There is plenty of debate on the interwebs regarding the benefits/detriments of the plethora of additives in any of the products we consume. Rather than entrench this post in the veritable who dunnit of scientific sanitary advances, I’m going to sidestep it all and pose one simple question: Is it really necessary?
My answer is, no. Probably not. If you get back to what CLEAN really means, fresh scent does not indicate clean. Extra-whitened does not promise clean. And super extra concentrated formula certainly does not guarantee clean.
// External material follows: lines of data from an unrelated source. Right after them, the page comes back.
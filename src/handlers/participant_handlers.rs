//! `joined`, `participant_joined`, `participant_left` handlers.
//!
//! Grounded in `server/src/voice/ws_handler.rs::handle_join`/`handle_leave`
//! (room/peer lookup, store mutation, broadcast) — generalized to spec.md
//! §4.4's client-side reconciliation instead of the teacher's server-side
//! peer admission.

use async_trait::async_trait;
use tracing::{info, warn};

use crate::error::DomainError;
use crate::handlers::callbacks::{DefaultLocalCallbacks, TransportSubscribeCallback};
use crate::handlers::registry::{HandlerContext, MessageHandler};
use crate::participant::Participant;
use crate::protocol::{InboundKind, InboundMessage, PulseEvent};
use crate::room::RoomInfo;
use crate::transport::SubscribeOptions;

pub struct JoinedHandler;

#[async_trait]
impl MessageHandler for JoinedHandler {
    fn message_type(&self) -> &'static str {
        "joined"
    }

    async fn handle(&self, ctx: &mut HandlerContext, message: &InboundMessage) -> Result<(), DomainError> {
        let InboundKind::Joined {
            room_id,
            room_name,
            rtp_capabilities,
            participant,
            other_participants,
            auto_subscribe,
        } = &message.kind
        else {
            unreachable!("registry only routes \"joined\" frames to JoinedHandler");
        };

        ctx.room.info = Some(RoomInfo {
            id: room_id.clone(),
            name: room_name.clone(),
            created_at: chrono::Utc::now(),
        });
        ctx.room.rtp_capabilities = rtp_capabilities.clone();
        if let Some(auto_subscribe) = auto_subscribe {
            ctx.auto_subscribe = *auto_subscribe;
        }

        let local_sid = participant.sid.clone();
        let local = Participant::new_local(
            participant.clone(),
            Box::new(DefaultLocalCallbacks::new(ctx.carrier.clone())),
        );
        ctx.room.set_local_participant(local)?;
        ctx.events.emit(&PulseEvent::LocalParticipantJoined { sid: local_sid });

        for info in other_participants {
            let sid = info.sid.clone();
            let track_sids: Vec<String> = info.tracks.iter().map(|t| t.sid.clone()).collect();
            let remote = Participant::new_remote(
                info.clone(),
                Box::new(TransportSubscribeCallback::new(ctx.transport.clone())),
            );
            if let Err(err) = ctx.room.add_remote_participant(remote) {
                warn!(sid, code = err.code(), "failed to add participant from joined payload");
                continue;
            }
            ctx.events.emit(&PulseEvent::ParticipantJoined { sid: sid.clone() });

            if ctx.auto_subscribe {
                let transport = ctx.transport.clone();
                for track_sid in track_sids {
                    let transport = transport.clone();
                    tokio::spawn(async move {
                        if let Err(err) = transport
                            .subscribe_to_track(&track_sid, SubscribeOptions::default())
                            .await
                        {
                            warn!(track_sid, code = err.code(), "auto-subscribe failed");
                        }
                    });
                }
            }
        }

        if ctx.auto_subscribe {
            let transport = ctx.transport.clone();
            tokio::spawn(async move {
                if let Err(err) = transport.ensure_webrtc_initialized().await {
                    warn!(code = err.code(), "ensure_webrtc_initialized failed during auto-subscribe");
                    return;
                }
                if let Err(err) = transport.subscribe_to_all_tracks().await {
                    warn!(code = err.code(), "subscribe_to_all_tracks failed during auto-subscribe");
                }
            });
        }

        Ok(())
    }
}

pub struct ParticipantJoinedHandler;

#[async_trait]
impl MessageHandler for ParticipantJoinedHandler {
    fn message_type(&self) -> &'static str {
        "participant_joined"
    }

    async fn handle(&self, ctx: &mut HandlerContext, message: &InboundMessage) -> Result<(), DomainError> {
        let InboundKind::ParticipantJoined { participant } = &message.kind else {
            unreachable!("registry only routes \"participant_joined\" frames to ParticipantJoinedHandler");
        };

        // Duplicate sid is treated as an update (spec.md §9(c)):
        // `add_remote_participant` already overwrites in place.
        let sid = participant.sid.clone();
        let remote = Participant::new_remote(
            participant.clone(),
            Box::new(TransportSubscribeCallback::new(ctx.transport.clone())),
        );
        ctx.room.add_remote_participant(remote)?;
        ctx.events.emit(&PulseEvent::ParticipantJoined { sid });
        Ok(())
    }
}

pub struct ParticipantLeftHandler;

#[async_trait]
impl MessageHandler for ParticipantLeftHandler {
    fn message_type(&self) -> &'static str {
        "participant_left"
    }

    async fn handle(&self, ctx: &mut HandlerContext, message: &InboundMessage) -> Result<(), DomainError> {
        let InboundKind::ParticipantLeft { participant_sid } = &message.kind else {
            unreachable!("registry only routes \"participant_left\" frames to ParticipantLeftHandler");
        };

        if ctx.room.remove_remote_participant(participant_sid).is_none() {
            info!(participant_sid, "participant_left for unknown sid; no-op");
            return Ok(());
        }
        ctx.events.emit(&PulseEvent::ParticipantLeft { sid: participant_sid.clone() });
        Ok(())
    }
}
//! Parser module
//!
//! Recursive descent over the filtered token stream, producing the typed
//! syntax tree in [`crate::ast`]. Expressions use precedence climbing over
//! the table in [`precedence`].
//!
//! Two places need more than one token of lookahead and are handled by
//! bounded speculation (see [`Parser`]):
//!
//! - the optional label or value after `break`, `continue` and `return`
//! - the optional type in `var`/`const` declaration heads
//!
//! ```ttcn3
//! module M {
//!     function f() {
//!         var integer x := 1;
//!         break
//!         g();
//!     }
//! }
//! ```

mod attr_parser;
mod decl_parser;
mod expr;
mod parser_impl;
pub mod precedence;
mod stmt_parser;
mod type_parser;

pub use parser_impl::Parser;

use crate::error::ParserError;
pub type ParseError = ParserError;
pub type ParseResult<T> = Result<T, ParseError>;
So in an effort to strip away the unneeded, I provide to you my recipe for basic laundry detergent. Using Borax (a natural mineral compound), washing soda (Sodium carbonate), and regular old soap, you can rinse away your grime knowing that you’ve eliminated unnecessary, non-biodegradable chemicals from your washing routine.
What you’ll need:
- 3 bars of soap (real soap, not cleansing bars – just read your labels)
- 3 cups of washing soda
- 3 cups of Borax
1. Grate the bars of soap using cheese grater.
2. Measure out the washing soda and Borax.
3. Pour all ingredients into food processor and pulse until blended. If your food processor is tiny like mine, just mix it in batches.
The finished product will look indistinguishable from store-bought detergent, but with one bonus; you only need around a tablespoon per load!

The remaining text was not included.